Terceira Casa?
No mapa astral, a Terceira Casa é o setor das comunicações e expressões,
textos, falas e pensamentos. Sobre o quê? Sobre si mesmo, sobre o mundo ao
redor, sobre tudo. É isso aqui.
domingo, 25 de setembro de 2011
Porque hoje é primavera
Nivaldo Pereira
Crônica publicada no Pioneiro, 23/09/2011
Extra, extra!: a Terra, nave da nossa viagem pelo céu, logo na manhãzinha desta sexta-feira, 23 de setembro de 2011, às 6h05min, chegou ao ponto em que permite ao Sol irradiar com igual intensidade sua luz para o globo inteiro. Como ficar imune a esse decreto cósmico de partilha e justiça?
O inverno no Sul se despede. O calor vai chegando manso, fecundo, despertando toda a natureza da fase de recolhimento. A passarada reaparece em cantorias incessantes, machos e fêmeas vibram alegremente no cortejo de acasalamento. Trinados melodiosos são relógios da vida. Como ficar surdo a esse encantado despertador?
As árvores que se desfolharam no frio respondem ao clima de ressurreição numa brotação de verdes espetaculares. Galhos e troncos vestem-se dos tons que a poesia dos homens costumou associar à esperança. Ainda que meio cegos pelo cinza das cidades, como não deixar que a imaginação busque motivos para surpresas libertadoras?
Do mais humilde arbusto à imponente araucária, do musgo da grota ao capim que faz cocurutos nas ondulações dos morros, dos cravos silvestres às roseiras de estufas, de tudo exala odores inebriantes, aromas de desejos de viver, perfumes do existir. Como não abrir o peito e aumentar a inspiração com esse ar regenerador?
A luminosidade, num crescente, irradia o calor que inutiliza carapaças e casulos; casacos e capas voltam para o recôndito dos armários; a pele quer se sentir nova no arrepio de brisas e quenturas, o corpo todo se estica, como se clamando por também ser tocado, qual instrumento, pela regência solar. Como não espichar também o raio de todos os nossos alcances?
Por entre beijos de abelhas no néctar, bicadas sugadoras de colibris, ciscar de aves em chão de insetos, ansiar de bichos fora das tocas, tudo parece querer comida, querer cor e frescor. Como não saciar essas e outras fomes do bicho humano?
E a primavera neste ano se inicia junto com a luz do dia, em clima potente de nascer do Sol. Como negar esse duplo impulso de recomeço, se a vida toda é um só empurrão para fora, para além, para adiante?
Ei, vocês vão ficar aí, parados?
sexta-feira, 16 de setembro de 2011
Até o próximo parto
Nivaldo Pereira
Crônica publicada no Pioneiro, 16/11/2011
No jornal Pioneiro, já escrevi quase 600 crônicas, em mais de 11 anos.
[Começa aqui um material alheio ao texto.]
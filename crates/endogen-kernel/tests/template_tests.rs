use endogen_kernel::exploration::Exploration;
use endogen_kernel::{
    AdjacentPossible, InsertionTemplate, NodeId, SeedTopology, TemplateError, TemplateKind,
};
use endogen_test_utils::ids;
use pretty_assertions::assert_eq;
use proptest::prelude::*;
use std::collections::HashSet;

fn choose(n: usize, k: usize) -> usize {
    if k > n {
        return 0;
    }
    (0..k).fold(1, |acc, i| acc * (n - i) / (i + 1))
}

fn expected_local(kind: TemplateKind, k: usize) -> usize {
    match kind {
        TemplateKind::OneInOneOut => 2 * k,
        TemplateKind::OneInTwoOut | TemplateKind::TwoInOneOut => 2 * choose(k, 2),
        TemplateKind::InOutThree => 4 * choose(k, 2),
        TemplateKind::TwoInTwoOut => 6 * choose(k, 3),
    }
}

fn expected_global(kind: TemplateKind, m: usize) -> usize {
    match kind {
        TemplateKind::OneInOneOut => m * m.saturating_sub(1),
        TemplateKind::OneInTwoOut | TemplateKind::TwoInOneOut => m * choose(m.saturating_sub(1), 2),
        TemplateKind::InOutThree => 2 * m * choose(m.saturating_sub(1), 2),
        TemplateKind::TwoInTwoOut => choose(m, 2) * choose(m.saturating_sub(2), 2),
    }
}

#[test]
fn test_counts_match_table() {
    for kind in TemplateKind::ALL {
        let template = kind.build();
        for m in 1..8 {
            let real = ids(m);
            assert_eq!(
                template.enumerate_global(&real).len(),
                expected_global(kind, m),
                "{kind} global, m = {m}"
            );
            if m > 1 {
                let (pivot, alters) = (real[m - 1], &real[..m - 1]);
                assert_eq!(
                    template.enumerate_local(pivot, alters).len(),
                    expected_local(kind, m - 1),
                    "{kind} local, k = {}",
                    m - 1
                );
            }
        }
    }
}

#[test]
fn test_one_in_one_out_local_candidates_have_one_edge_each_way() {
    let real = SeedTopology::Cycle.build(5).unwrap();
    let template = TemplateKind::OneInOneOut.build();
    let positions = template.enumerate(&real, 0, Some(NodeId(4))).unwrap();
    assert_eq!(positions.len(), 8);

    let exploration = Exploration::materialize(&real, &positions).unwrap();
    let overlay = exploration.graph();
    for candidate in exploration.candidates() {
        assert_eq!(overlay.in_degree(candidate), 1);
        assert_eq!(overlay.out_degree(candidate), 1);
    }
    assert_eq!(overlay.edge_count(), real.edge_count() + 2 * 8);
}

#[test]
fn test_two_in_two_out_triple_has_six_distinct_wirings() {
    let template = TemplateKind::TwoInTwoOut.build();
    let positions = template.enumerate_local(NodeId(0), &[NodeId(1), NodeId(2), NodeId(3)]);
    let distinct: HashSet<_> = positions.iter().map(|p| p.canonical()).collect();
    assert_eq!(distinct.len(), 6);
    assert!(positions.iter().all(|p| p.involves(NodeId(0))));
}

#[test]
fn test_global_update_requires_empty_ledger() {
    let real = SeedTopology::Cycle.build(3).unwrap();
    let template = TemplateKind::OneInOneOut.build();
    let mut ledger = AdjacentPossible::new();

    assert_eq!(template.update(&real, &mut ledger, None).unwrap(), 6);
    assert_eq!(
        template.update(&real, &mut ledger, None),
        Err(TemplateError::CandidatesPresent { count: 6 })
    );
    assert_eq!(template.update(&real, &mut ledger, Some(NodeId(1))).unwrap(), 4);
    assert_eq!(ledger.len(), 10);
}

#[test]
fn test_local_update_rejects_placeholder_pivot() {
    let real = SeedTopology::Cycle.build(3).unwrap();
    let template = TemplateKind::TwoInOneOut.build();
    let mut ledger = AdjacentPossible::new();
    assert_eq!(
        template.update(&real, &mut ledger, Some(NodeId(3))),
        Err(TemplateError::PivotNotReal(NodeId(3)))
    );
    assert!(ledger.is_empty());
}

#[test]
fn test_min_seed_size_yields_positions() {
    for kind in TemplateKind::ALL {
        let m = kind.min_seed_size();
        assert!(!kind.build().enumerate_global(&ids(m)).is_empty(), "{kind}");
        assert!(kind.build().enumerate_global(&ids(m - 1)).is_empty(), "{kind}");
    }
}

proptest! {
    #[test]
    fn prop_positions_are_wired_to_distinct_real_nodes(
        kind in prop_oneof![
            Just(TemplateKind::OneInOneOut),
            Just(TemplateKind::OneInTwoOut),
            Just(TemplateKind::TwoInOneOut),
            Just(TemplateKind::InOutThree),
            Just(TemplateKind::TwoInTwoOut),
        ],
        m in 2usize..8,
        pivot_index in 0usize..8,
    ) {
        let template = kind.build();
        let real = ids(m);
        let pivot = real[pivot_index % m];
        let alters: Vec<NodeId> = real.iter().copied().filter(|&n| n != pivot).collect();

        for position in template.enumerate_global(&real) {
            prop_assert!(position.endpoints_distinct());
            prop_assert!(position.sources().iter().chain(position.targets()).all(|n| n.index() < m));
        }
        for position in template.enumerate_local(pivot, &alters) {
            prop_assert!(position.endpoints_distinct());
            prop_assert!(position.involves(pivot));
        }
    }
}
É texto a dar com pau. Esse inventário, à guisa de making-of, primeiramente atende a um velho gosto meu pela metalinguagem. Volta e meia, estou a falar da crônica na própria crônica, de sua estrutura e intenções, de sua composição. É cíclica essa motivação, sem que eu a planeje. Isso porque aprecio a forma do texto, a mancha gráfica das letras impressas no papel, e também gosto das entrelinhas, dos bastidores das idéias.
Mas, se outra vez disponho-me a falar do ato de escrever a crônica, e se já começo fazendo as contas da produção acumulada, não será para me sentir um veterano no oficio – embora uns me vejam nessa condição. Pelo contrário, será para reiterar a angústia que me toma antes da escrita. Sempre.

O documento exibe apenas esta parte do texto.